AIM OF THE EXERCISE:
Every line of the material below that contains the string "WebhookVerifier" must appear in the answer.

= = = = =

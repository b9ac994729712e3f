//! HTTP surface tests over the in-memory store.

#![allow(clippy::unwrap_used, clippy::expect_used, clippy::panic)] // Test code can use unwrap/expect/panic

use std::sync::Arc;

use axum::http::{HeaderName, HeaderValue, StatusCode};
use axum_test::{TestRequest, TestServer};
use serde_json::{Value, json};
use tripdesk_core::types::{Customer, Itinerary, OrderStatus};
use tripdesk_runtime::{Engine, EngineConfig, Environment};
use tripdesk_testing::{
    InMemoryOrderStore, MockPaymentGateway, RecordingNotifier, SequentialCodeGenerator,
    test_clock, test_time,
};
use tripdesk_web::{AppState, CORRELATION_ID_HEADER, WebhookVerifier, build_router};

const SERVER_KEY: &str = "SB-test-server-key";

struct Api {
    server: TestServer,
    store: Arc<InMemoryOrderStore>,
}

impl Api {
    fn new() -> Self {
        let store = Arc::new(InMemoryOrderStore::new());
        let env = Environment::new(
            Arc::new(MockPaymentGateway::new()),
            Arc::new(RecordingNotifier::new()),
        )
        .with_clock(Arc::new(test_clock()))
        .with_codes(Arc::new(SequentialCodeGenerator::new()));
        let engine = Engine::new(Arc::clone(&store), env, EngineConfig::default());
        let state = AppState::new(Arc::new(engine), WebhookVerifier::new(SERVER_KEY));
        let server = TestServer::new(build_router(state)).expect("test server");
        Self { server, store }
    }

    fn customer(&self, code: &str) -> Customer {
        self.store.add_customer(code).expect("seed customer")
    }

    fn itinerary(&self, code: &str, owner: &Customer) -> Itinerary {
        self.store
            .add_itinerary(code, owner.id, test_time())
            .expect("seed itinerary")
    }
}

/// Gateway notification signed the way the gateway signs it.
fn notification(order_id: &str, transaction_status: &str, gross_amount: &str) -> Value {
    let signature = WebhookVerifier::new(SERVER_KEY).sign(order_id, "200", gross_amount);
    json!({
        "order_id": order_id,
        "status_code": "200",
        "payment_type": "bank_transfer",
        "transaction_status": transaction_status,
        "fraud_status": "accept",
        "gross_amount": gross_amount,
        "signature_key": signature,
    })
}

fn as_actor(request: TestRequest, code: &str, role: &str) -> TestRequest {
    request
        .add_header(
            HeaderName::from_static("x-actor-code"),
            HeaderValue::from_str(code).unwrap(),
        )
        .add_header(
            HeaderName::from_static("x-actor-role"),
            HeaderValue::from_str(role).unwrap(),
        )
}

#[tokio::test]
async fn health_is_public() {
    let api = Api::new();

    let response = api.server.get("/health").await;

    assert_eq!(response.status_code(), StatusCode::OK);
    assert_eq!(response.json::<Value>()["status"], "ok");
    assert!(response.headers().contains_key(CORRELATION_ID_HEADER));
}

#[tokio::test]
async fn api_requires_actor_headers() {
    let api = Api::new();

    let response = api
        .server
        .post("/api/orders")
        .json(&json!({"itinerary_code": "ITN-1", "payer_code": "CUS-1", "total_price": 100}))
        .await;

    assert_eq!(response.status_code(), StatusCode::UNAUTHORIZED);
    assert_eq!(response.json::<Value>()["code"], "UNAUTHORIZED");
}

#[tokio::test]
async fn place_then_update_order() {
    let api = Api::new();
    let customer = api.customer("CUS-1");
    api.store.add_consultant("TC-1").unwrap();
    api.itinerary("ITN-1", &customer);
    let body = json!({"itinerary_code": "ITN-1", "payer_code": "CUS-1", "total_price": 150_000});

    let created = as_actor(api.server.post("/api/orders"), "CUS-1", "customer")
        .json(&body)
        .await;
    assert_eq!(created.status_code(), StatusCode::CREATED);
    let created: Value = created.json();
    assert_eq!(created["created"], true);
    assert_eq!(created["order"]["status"], "pending");
    assert_eq!(created["consultant"]["code"], "TC-1");

    let updated = as_actor(api.server.post("/api/orders"), "CUS-1", "customer")
        .json(&json!({"itinerary_code": "ITN-1", "payer_code": "CUS-1", "total_price": 175_000}))
        .await;
    assert_eq!(updated.status_code(), StatusCode::OK);
    let updated: Value = updated.json();
    assert_eq!(updated["order"]["code"], created["order"]["code"]);
    assert_eq!(updated["order"]["total_price"], 175_000);
}

#[tokio::test]
async fn engine_errors_map_to_statuses() {
    let api = Api::new();
    let customer = api.customer("CUS-1");
    api.customer("CUS-2");
    api.itinerary("ITN-1", &customer);

    let missing = as_actor(api.server.get("/api/itineraries/ITN-404"), "CUS-1", "customer").await;
    assert_eq!(missing.status_code(), StatusCode::NOT_FOUND);

    // Empty consultant pool.
    let conflict = as_actor(api.server.post("/api/orders"), "CUS-1", "customer")
        .json(&json!({"itinerary_code": "ITN-1", "payer_code": "CUS-1", "total_price": 100}))
        .await;
    assert_eq!(conflict.status_code(), StatusCode::CONFLICT);

    api.store.add_consultant("TC-1").unwrap();
    let invalid = as_actor(api.server.post("/api/orders"), "CUS-1", "customer")
        .json(&json!({"itinerary_code": "ITN-1", "payer_code": "CUS-1", "total_price": 0}))
        .await;
    assert_eq!(invalid.status_code(), StatusCode::UNPROCESSABLE_ENTITY);
    assert_eq!(invalid.json::<Value>()["code"], "VALIDATION_ERROR");

    let mismatch = as_actor(api.server.post("/api/orders"), "CUS-1", "customer")
        .json(&json!({"itinerary_code": "ITN-1", "payer_code": "CUS-2", "total_price": 100}))
        .await;
    assert_eq!(mismatch.status_code(), StatusCode::CONFLICT);
    assert!(api.store.orders().unwrap().is_empty());
}

#[tokio::test]
async fn payment_then_settlement_webhook() {
    let api = Api::new();
    let customer = api.customer("CUS-1");
    api.store.add_consultant("TC-1").unwrap();
    api.itinerary("ITN-1", &customer);
    let placed: Value = as_actor(api.server.post("/api/orders"), "CUS-1", "customer")
        .json(&json!({"itinerary_code": "ITN-1", "payer_code": "CUS-1", "total_price": 90_000}))
        .await
        .json();
    let order_code = placed["order"]["code"].as_str().unwrap().to_string();

    let payment = as_actor(
        api.server.post(&format!("/api/orders/{order_code}/payment")),
        "CUS-1",
        "customer",
    )
    .json(&json!({"amount": 90_000}))
    .await;
    assert_eq!(payment.status_code(), StatusCode::OK);
    let payment: Value = payment.json();
    assert_eq!(payment["status"], "processing");
    assert_eq!(payment["renewed"], false);

    let webhook = notification(&order_code, "settlement", "90000.00");
    let applied = api.server.post("/webhooks/payment").json(&webhook).await;
    assert_eq!(applied.status_code(), StatusCode::OK);
    assert_eq!(applied.json::<Value>()["outcome"], "applied");

    let replay = api.server.post("/webhooks/payment").json(&webhook).await;
    assert_eq!(replay.json::<Value>()["outcome"], "unchanged");

    let order = as_actor(
        api.server.get(&format!("/api/orders/{order_code}")),
        "CUS-1",
        "customer",
    )
    .await;
    assert_eq!(order.json::<Value>()["status"], "completed");
    assert_eq!(api.store.orders().unwrap()[0].status, OrderStatus::Completed);
}

#[tokio::test]
async fn webhook_requires_json() {
    let api = Api::new();

    let response = api
        .server
        .post("/webhooks/payment")
        .text(r#"{"order_id":"ORD-1","transaction_status":"settlement"}"#)
        .await;

    assert_eq!(response.status_code(), StatusCode::UNSUPPORTED_MEDIA_TYPE);
}

#[tokio::test]
async fn webhook_for_unknown_order_is_not_found() {
    let api = Api::new();

    let response = api
        .server
        .post("/webhooks/payment")
        .json(&notification("ORD-404", "settlement", "1.00"))
        .await;

    assert_eq!(response.status_code(), StatusCode::NOT_FOUND);
}

#[tokio::test]
async fn itinerary_lifecycle() {
    let api = Api::new();
    api.customer("CUS-1");

    let created = as_actor(api.server.post("/api/itineraries"), "CUS-1", "customer")
        .json(&json!({
            "customer_code": "CUS-1",
            "title": "Flores overland",
            "estimated_price": 800_000,
            "start_date": "2026-08-01",
            "end_date": "2026-08-07",
            "detail": {"guide": true},
        }))
        .await;
    assert_eq!(created.status_code(), StatusCode::CREATED);
    let code = created.json::<Value>()["code"].as_str().unwrap().to_string();

    let patched = as_actor(
        api.server.patch(&format!("/api/itineraries/{code}")),
        "CUS-1",
        "customer",
    )
    .json(&json!({"title": "Flores overland, 9 days", "end_date": "2026-08-09"}))
    .await;
    assert_eq!(patched.status_code(), StatusCode::OK);
    assert_eq!(patched.json::<Value>()["end_date"], "2026-08-09");

    let inverted = as_actor(
        api.server.patch(&format!("/api/itineraries/{code}")),
        "CUS-1",
        "customer",
    )
    .json(&json!({"start_date": "2026-09-01"}))
    .await;
    assert_eq!(inverted.status_code(), StatusCode::UNPROCESSABLE_ENTITY);

    let changes = as_actor(
        api.server.get(&format!("/api/itineraries/{code}/changes")),
        "CUS-1",
        "customer",
    )
    .await;
    assert_eq!(changes.json::<Vec<Value>>().len(), 0);

    let deleted = as_actor(
        api.server.delete(&format!("/api/itineraries/{code}")),
        "CUS-1",
        "customer",
    )
    .await;
    assert_eq!(deleted.status_code(), StatusCode::NO_CONTENT);

    let gone = as_actor(
        api.server.get(&format!("/api/itineraries/{code}")),
        "CUS-1",
        "customer",
    )
    .await;
    assert_eq!(gone.status_code(), StatusCode::NOT_FOUND);
}

#[tokio::test]
async fn deactivation_reports_reassignments() {
    let api = Api::new();
    let customer = api.customer("CUS-1");
    api.store.add_consultant("TC-1").unwrap();
    api.itinerary("ITN-1", &customer);
    as_actor(api.server.post("/api/orders"), "CUS-1", "customer")
        .json(&json!({"itinerary_code": "ITN-1", "payer_code": "CUS-1", "total_price": 100}))
        .await;
    api.store.add_consultant("TC-2").unwrap();

    let refused = as_actor(
        api.server.post("/api/consultants/TC-1/deactivate"),
        "TC-2",
        "tc",
    )
    .await;
    assert_eq!(refused.status_code(), StatusCode::CONFLICT);

    let report = as_actor(
        api.server.post("/api/consultants/TC-1/deactivate"),
        "ADM-1",
        "admin",
    )
    .await;
    assert_eq!(report.status_code(), StatusCode::OK);
    let report: Value = report.json();
    assert_eq!(report["reassigned"][0]["new_consultant"], "TC-2");
    assert!(report["failures"].as_array().unwrap().is_empty());

    let workload = as_actor(
        api.server.get("/api/consultants/TC-2/workload"),
        "TC-2",
        "tc",
    )
    .await;
    assert_eq!(workload.json::<Vec<Value>>().len(), 1);

    let reactivated = as_actor(
        api.server.post("/api/consultants/TC-1/reactivate"),
        "ADM-1",
        "admin",
    )
    .await;
    assert_eq!(reactivated.json::<Value>()["active"], true);
}

#[tokio::test]
async fn heartbeat_is_self_service() {
    let api = Api::new();
    api.store.add_consultant("TC-1").unwrap();

    let other = as_actor(api.server.post("/api/consultants/TC-1/heartbeat"), "TC-9", "tc").await;
    assert_eq!(other.status_code(), StatusCode::CONFLICT);

    let own = as_actor(api.server.post("/api/consultants/TC-1/heartbeat"), "TC-1", "tc").await;
    assert_eq!(own.status_code(), StatusCode::OK);
    assert!(!own.json::<Value>()["last_seen_at"].is_null());
}

#[tokio::test]
async fn forged_notification_leaves_the_order_alone() {
    let api = Api::new();
    let customer = api.customer("CUS-1");
    api.store.add_consultant("TC-1").unwrap();
    api.itinerary("ITN-1", &customer);
    let placed: Value = as_actor(api.server.post("/api/orders"), "CUS-1", "customer")
        .json(&json!({"itinerary_code": "ITN-1", "payer_code": "CUS-1", "total_price": 90_000}))
        .await
        .json();
    let order_code = placed["order"]["code"].as_str().unwrap().to_string();
    as_actor(
        api.server.post(&format!("/api/orders/{order_code}/payment")),
        "CUS-1",
        "customer",
    )
    .json(&json!({"amount": 90_000}))
    .await;

    let mut forged = notification(&order_code, "settlement", "90000.00");
    forged["gross_amount"] = json!("1.00");
    let refused = api.server.post("/webhooks/payment").json(&forged).await;
    assert_eq!(refused.status_code(), StatusCode::UNAUTHORIZED);

    let mut unsigned = notification(&order_code, "settlement", "90000.00");
    unsigned.as_object_mut().unwrap().remove("signature_key");
    let refused = api.server.post("/webhooks/payment").json(&unsigned).await;
    assert_eq!(refused.status_code(), StatusCode::UNAUTHORIZED);

    let orders = api.store.orders().unwrap();
    assert_eq!(orders[0].status, OrderStatus::Pending);
    assert_eq!(
        api.store.payments().unwrap()[0].status,
        tripdesk_core::types::PaymentStatus::Processing
    );
}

= = = = =

YOUR RESPONSE:
use tripdesk_web::{AppState, CORRELATION_ID_HEADER, WebhookVerifier, build_router};
        let state = AppState::new(Arc::new(engine), WebhookVerifier::new(SERVER_KEY));
    let signature = WebhookVerifier::new(SERVER_KEY).sign(order_id, "200", gross_amount);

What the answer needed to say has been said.